-- INPUT follows --

//! Fluent construction of service managers.

use std::collections::BTreeMap;
use std::sync::Arc;

use super::ServiceManager;
use crate::dependency::ServiceBinding;
use crate::descriptor::Properties;
use crate::lifecycle::ServiceLifecycle;
use crate::observer::{ManagerObserver, Observers};
use crate::registration::RegistrationStrategy;

/// Builder for [`ServiceManager`].
///
/// # Examples
///
/// ```rust
/// use ferrous_lifecycle::{
///     BindingStrategy, Dependencies, Descriptor, Instance, LifecycleResult, LoggingObserver,
///     ServiceBinding, ServiceDependency, ServiceLifecycle, ServiceManager, TypeTag,
/// };
/// use std::sync::Arc;
///
/// struct Cache;
///
/// impl ServiceLifecycle for Cache {
///     fn dependency_specs(&self) -> Vec<ServiceDependency> {
///         vec![ServiceDependency::new("store", "Store")]
///     }
///
///     fn create_service(&self, _deps: &Dependencies) -> LifecycleResult<Option<Instance>> {
///         Ok(Some(Arc::new(())))
///     }
///
///     fn service_class_names(&self) -> Vec<TypeTag> {
///         vec![TypeTag::new("Cache")]
///     }
/// }
///
/// let manager = ServiceManager::builder(Arc::new(Cache))
///     .name("cache")
///     .binding(ServiceBinding::new(
///         ServiceDependency::new("store", "Store"),
///         Descriptor::new("Store").with_property("tier", "fast"),
///         BindingStrategy::Eager,
///     ))
///     .property("owner", "billing")
///     .observer(Arc::new(LoggingObserver::new()))
///     .build();
///
/// assert_eq!(manager.name(), "cache");
/// ```
pub struct ManagerBuilder {
    lifecycle: Arc<dyn ServiceLifecycle>,
    name: Option<String>,
    bindings: BTreeMap<String, ServiceBinding>,
    registration: Option<Box<dyn RegistrationStrategy>>,
    properties: Properties,
    observers: Observers,
}

impl ManagerBuilder {
    pub fn new(lifecycle: Arc<dyn ServiceLifecycle>) -> Self {
        Self {
            lifecycle,
            name: None,
            bindings: BTreeMap::new(),
            registration: None,
            properties: Properties::new(),
            observers: Observers::default(),
        }
    }

    /// Name used in logs and observer callbacks; defaults to the first service type tag.
    pub fn name(mut self, name: impl Into<String>) -> Self {
        self.name = Some(name.into());
        self
    }

    /// Explicit binding for one dependency, replacing its default lazy binding.
    pub fn binding(mut self, binding: ServiceBinding) -> Self {
        self.bindings.insert(binding.name().to_string(), binding);
        self
    }

    pub fn bindings(mut self, bindings: impl IntoIterator<Item = ServiceBinding>) -> Self {
        for binding in bindings {
            self.bindings.insert(binding.name().to_string(), binding);
        }
        self
    }

    /// Custom registration strategy. Without one, the manager registers the
    /// service in the registry it is started with.
    pub fn registration(mut self, strategy: impl RegistrationStrategy + 'static) -> Self {
        self.registration = Some(Box::new(strategy));
        self
    }

    /// Base registration property for the default strategy.
    pub fn property(mut self, key: impl Into<String>, value: impl Into<String>) -> Self {
        self.properties.insert(key.into(), value.into());
        self
    }

    pub fn properties(mut self, properties: Properties) -> Self {
        self.properties.extend(properties);
        self
    }

    pub fn observer(mut self, observer: Arc<dyn ManagerObserver>) -> Self {
        self.observers.add(observer);
        self
    }

    pub fn build(self) -> ServiceManager {
        let name = self.name.unwrap_or_else(|| {
            self.lifecycle
                .service_class_names()
                .first()
                .map(|tag| tag.to_string())
                .unwrap_or_else(|| "service".to_string())
        });
        ServiceManager::from_parts(
            name,
            self.lifecycle,
            self.bindings,
            self.registration,
            self.properties,
            self.observers,
        )
    }
}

-- INPUT concluded --

▶ _ACTION ITEM_
Filter the records, keeping only lines that contain "BindingStrategy", and show those lines.

▶ _WRITTEN SOLUTION_
///     BindingStrategy, Dependencies, Descriptor, Instance, LifecycleResult, LoggingObserver,
///         BindingStrategy::Eager,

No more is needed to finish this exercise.